Gérald Darmanin arrive aujourd’hui en Corse dans un climat de violence après la tentative d’assassinat en prison d’Yvan Colonna. Qu’est-ce que ce déplacement peut apporter ?
L’agression en prison d’Yvan Colonna a réveillé les récriminations des nationalistes contre l’Etat
Le ministre de l’Intérieur est d’abord celui qui est en charge de l’ordre public donc il vient d’abord pour rétablir le calme et l’autorité de l’Etat. Mais il est aussi en charge des collectivités locales et, depuis l’entrée de Jacqueline Gourault au Conseil constitutionnel, le ministre à qui est confié le dossier corse dans son ensemble, donc y compris dans son volet politique et institutionnel.
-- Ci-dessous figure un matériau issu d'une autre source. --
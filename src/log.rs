use core::fmt;
use core::sync::atomic::{AtomicU8, Ordering};

// Severity, numbered like syslog: lower is more severe. A message is emitted when its level is
// at or below the current threshold.
#[repr(u8)]
#[derive(Debug, Clone, Copy, PartialEq, Eq, PartialOrd, Ord)]
pub enum LogLevel {
    Error = 3,
    Warn = 4,
    Info = 6,
    Debug = 7,
}

impl LogLevel {
    fn from_raw(raw: u8) -> Self {
        match raw {
            0..=3 => LogLevel::Error,
            4 => LogLevel::Warn,
            5 | 6 => LogLevel::Info,
            _ => LogLevel::Debug,
        }
    }

    fn tag(self) -> &'static str {
        match self {
            LogLevel::Error => "[ERROR]",
            LogLevel::Warn => "[WARN] ",
            LogLevel::Info => "[INFO] ",
            LogLevel::Debug => "[DEBUG]",
        }
    }
}

static LOG_LEVEL: AtomicU8 = AtomicU8::new(LogLevel::Info as u8);

pub fn set_log_level(level: LogLevel) {
    LOG_LEVEL.store(level as u8, Ordering::Relaxed);
}

pub fn log_level() -> LogLevel {
    LogLevel::from_raw(LOG_LEVEL.load(Ordering::Relaxed))
}

pub fn is_enabled(level: LogLevel) -> bool {
    level as u8 <= LOG_LEVEL.load(Ordering::Relaxed)
}

// Must not be called from interrupt context: the sink takes the serial port lock.
#[doc(hidden)]
pub fn _log(level: LogLevel, args: fmt::Arguments) {
    if !is_enabled(level) {
        return;
    }
    crate::serial::_print(format_args!("{} {}\n", level.tag(), args));
}

#[macro_export]
macro_rules! log {
    ($level:expr, $($arg:tt)*) => {
        $crate::log::_log($level, format_args!($($arg)*))
    };
}
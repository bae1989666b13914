// freestanding: no std, and no C runtime to call `main`
#![no_std]
#![no_main]

use core::panic::PanicInfo;

use bootloader::{entry_point, BootInfo};
use bringup_os::log::LogLevel;
use bringup_os::{bringup, hlt_loop, log};

// `entry_point` type-checks the signature and exports it as `_start`
entry_point!(kernel_main);

fn kernel_main(boot_info: &'static BootInfo) -> ! {
    bringup::run(boot_info)
}

#[panic_handler]
fn panic(info: &PanicInfo) -> ! {
    log!(LogLevel::Error, "{}", info);
    hlt_loop();
}
use core::fmt;

// Failure classes reported by bring-up code. Interrupt context never builds these; it only
// signals the dispatch loop, which is where errors get reported.
#[derive(Debug, Clone, Copy, PartialEq, Eq)]
pub enum ErrorKind {
    // a fixed-capacity table (device inventory, message queue, scan work-list) is full
    ResourceExhausted,
    // no matching controller or capability
    NotFound,
    // the request exceeds what the hardware advertises
    Unsupported,
    IndexOutOfRange,
    AlreadyInitialized,
    ControllerNotHalted,
    // a hardware status bit did not settle within the poll limit
    Timeout,
    NotImplemented,
}

impl ErrorKind {
    pub fn name(self) -> &'static str {
        match self {
            ErrorKind::ResourceExhausted => "ResourceExhausted",
            ErrorKind::NotFound => "NotFound",
            ErrorKind::Unsupported => "Unsupported",
            ErrorKind::IndexOutOfRange => "IndexOutOfRange",
            ErrorKind::AlreadyInitialized => "AlreadyInitialized",
            ErrorKind::ControllerNotHalted => "ControllerNotHalted",
            ErrorKind::Timeout => "Timeout",
            ErrorKind::NotImplemented => "NotImplemented",
        }
    }
}

// An error kind plus the source location that raised it, so a log line is enough to find the
// failing check without a debugger. Build it with `make_error!`.
#[derive(Debug, Clone, Copy, PartialEq, Eq)]
pub struct Error {
    kind: ErrorKind,
    file: &'static str,
    line: u32,
}

impl Error {
    pub const fn new(kind: ErrorKind, file: &'static str, line: u32) -> Self {
        Error { kind, file, line }
    }
    pub fn kind(&self) -> ErrorKind {
        self.kind
    }
    pub fn file(&self) -> &'static str {
        self.file
    }
    pub fn line(&self) -> u32 {
        self.line
    }
}

impl fmt::Display for Error {
    fn fmt(&self, f: &mut fmt::Formatter<'_>) -> fmt::Result {
        write!(f, "{} at {}:{}", self.kind.name(), self.file, self.line)
    }
}

pub type Result<T> = core::result::Result<T, Error>;

#[macro_export]
macro_rules! make_error {
    ($kind:expr) => {
        $crate::error::Error::new($kind, file!(), line!())
    };
}
/**
 * Capability list walking and Message Signaled Interrupt setup.
 */

use bitflags::bitflags;

use super::{ConfigSpace, Device, REG_CAPABILITY_POINTER};
use crate::error::{ErrorKind, Result};
use crate::make_error;

pub const CAPABILITY_MSI: u8 = 0x05;
pub const CAPABILITY_MSIX: u8 = 0x11;

// capabilities live after the 64-byte standard header
const FIRST_CAPABILITY_OFFSET: u8 = 0x40;

bitflags! {
    // Message control, in the upper half of the capability header dword. The low half (ID and
    // next pointer) is carried along untouched.
    #[derive(Debug, Clone, Copy, PartialEq, Eq)]
    pub struct MsiControl: u32 {
        const ENABLE = 1 << 16;
        const MULTI_MSG_CAPABLE = 0b111 << 17;
        const MULTI_MSG_ENABLE = 0b111 << 20;
        const ADDR_64_CAPABLE = 1 << 23;
        const PER_VECTOR_MASK_CAPABLE = 1 << 24;
    }
}

const MULTI_MSG_CAPABLE_SHIFT: u32 = 17;
const MULTI_MSG_ENABLE_SHIFT: u32 = 20;

const MSI_ADDRESS_BASE: u32 = 0xfee0_0000;

#[derive(Debug, Clone, Copy, PartialEq, Eq)]
pub enum MsiTriggerMode {
    Edge = 0,
    Level = 1,
}

#[derive(Debug, Clone, Copy, PartialEq, Eq)]
pub enum MsiDeliveryMode {
    Fixed = 0b000,
    LowestPriority = 0b001,
    Smi = 0b010,
    Nmi = 0b100,
    Init = 0b101,
    ExtInt = 0b111,
}

// One entry of a function's capability list.
#[derive(Debug, Clone, Copy, PartialEq, Eq)]
pub struct Capability {
    pub offset: u8,
    pub id: u8,
    pub header: u32,
}

// Iterator over a function's capability list.
//
// Stops at a next pointer of 0, at a pointer into the standard header, or at an offset it has
// already visited, so a corrupted list cannot spin forever.
pub struct Capabilities<'a, C: ConfigSpace> {
    cfg: &'a mut C,
    device: Device,
    next: u8,
    // one bit per dword of the 256-byte configuration space
    visited: u64,
}

impl<C: ConfigSpace> Iterator for Capabilities<'_, C> {
    type Item = Capability;

    fn next(&mut self) -> Option<Capability> {
        let offset = self.next;
        if offset < FIRST_CAPABILITY_OFFSET {
            return None;
        }
        let bit = 1u64 << (offset >> 2);
        if self.visited & bit != 0 {
            return None;
        }
        self.visited |= bit;

        let header = self.cfg.read_conf_reg(&self.device, offset);
        self.next = ((header >> 8) & 0xfc) as u8;
        Some(Capability {
            offset,
            id: (header & 0xff) as u8,
            header,
        })
    }
}

pub fn capabilities<'a, C: ConfigSpace>(cfg: &'a mut C, device: &Device) -> Capabilities<'a, C> {
    let next = (cfg.read_conf_reg(device, REG_CAPABILITY_POINTER) & 0xfc) as u8;
    Capabilities {
        cfg,
        device: *device,
        next,
        visited: 0,
    }
}

// Decoded MSI capability header.
#[derive(Debug, Clone, Copy, PartialEq, Eq)]
pub struct MsiCapability {
    offset: u8,
    control: MsiControl,
}

impl MsiCapability {
    pub fn offset(&self) -> u8 {
        self.offset
    }

    pub fn is_enabled(&self) -> bool {
        self.control.contains(MsiControl::ENABLE)
    }

    // log2 of the number of vectors the function can request.
    pub fn multi_msg_capable(&self) -> u8 {
        ((self.control & MsiControl::MULTI_MSG_CAPABLE).bits() >> MULTI_MSG_CAPABLE_SHIFT) as u8
    }

    pub fn multi_msg_enable(&self) -> u8 {
        ((self.control & MsiControl::MULTI_MSG_ENABLE).bits() >> MULTI_MSG_ENABLE_SHIFT) as u8
    }

    pub fn is_addr_64_capable(&self) -> bool {
        self.control.contains(MsiControl::ADDR_64_CAPABLE)
    }

    pub fn is_per_vector_mask_capable(&self) -> bool {
        self.control.contains(MsiControl::PER_VECTOR_MASK_CAPABLE)
    }

    fn data_offset(&self) -> u8 {
        if self.is_addr_64_capable() {
            self.offset + 12
        } else {
            self.offset + 8
        }
    }
}

// Finds the MSI capability. MSI-X entries are passed over.
pub fn find_msi_capability(cfg: &mut impl ConfigSpace, device: &Device) -> Result<MsiCapability> {
    capabilities(cfg, device)
        .find(|cap| cap.id == CAPABILITY_MSI)
        .map(|cap| MsiCapability {
            offset: cap.offset,
            control: MsiControl::from_bits_retain(cap.header),
        })
        .ok_or(make_error!(ErrorKind::NotFound))
}

// Programs the MSI capability of `device` with the given address/data pair and enables it.
//
// The function may use 2^`num_vector_exponent` vectors; asking for more than the capability
// advertises fails with `Unsupported` before anything is written. The enable bit is written
// last: the device may start signalling as soon as it is set.
pub fn configure_msi(
    cfg: &mut impl ConfigSpace,
    device: &Device,
    msg_addr: u32,
    msg_data: u32,
    num_vector_exponent: u8,
) -> Result<()> {
    let msi = find_msi_capability(cfg, device)?;
    if num_vector_exponent > msi.multi_msg_capable() {
        return Err(make_error!(ErrorKind::Unsupported));
    }

    let control = msi.control.difference(MsiControl::ENABLE | MsiControl::MULTI_MSG_ENABLE)
        | MsiControl::from_bits_retain((num_vector_exponent as u32) << MULTI_MSG_ENABLE_SHIFT);
    cfg.write_conf_reg(device, msi.offset, control.bits());
    cfg.write_conf_reg(device, msi.offset + 4, msg_addr);
    if msi.is_addr_64_capable() {
        cfg.write_conf_reg(device, msi.offset + 8, 0);
    }
    cfg.write_conf_reg(device, msi.data_offset(), msg_data);
    cfg.write_conf_reg(device, msi.offset, (control | MsiControl::ENABLE).bits());
    Ok(())
}

// Routes `device`'s MSI to `vector` on the local APIC `apic_id`.
pub fn configure_msi_fixed_destination(
    cfg: &mut impl ConfigSpace,
    device: &Device,
    apic_id: u8,
    trigger_mode: MsiTriggerMode,
    delivery_mode: MsiDeliveryMode,
    vector: u8,
    num_vector_exponent: u8,
) -> Result<()> {
    let msg_addr = MSI_ADDRESS_BASE | ((apic_id as u32) << 12);
    let mut msg_data = ((delivery_mode as u32) << 8) | vector as u32;
    if trigger_mode == MsiTriggerMode::Level {
        // trigger mode (bit 15) and level assert (bit 14)
        msg_data |= 0xc000;
    }
    configure_msi(cfg, device, msg_addr, msg_data, num_vector_exponent)
}
// Unit tests run on the host, so only the kernel build drops std.
#![cfg_attr(not(test), no_std)]
#![feature(abi_x86_interrupt)]

extern crate alloc;

pub mod allocator;
pub mod apic;
pub mod bringup;
pub mod config;
pub mod descriptor;
pub mod dispatch;
pub mod error;
pub mod gdt;
pub mod interrupts;
pub mod log;
pub mod memory;
pub mod pci;
pub mod serial;
pub mod usb;

pub fn hlt_loop() -> ! {
    loop {
        x86_64::instructions::hlt();
    }
}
Et il arrive aujourd’hui avec une offre de taille, une offre spectaculaire même. Il vient dire que le gouvernement est prêt à parler de l’autonomie de la Corse. Une revendication ancienne et traditionnelle des élus corses, mais un tabou jusqu’ici à Paris et en particulier dans la bouche d’Emmanuel Macron. Donc c’est une vrai main tendue par le gouvernement après que Jean Castex a déjà accepté de lever les verrous qui empêchaient le rapatriement sur le sol corse des trois assassins du préfet Erignac.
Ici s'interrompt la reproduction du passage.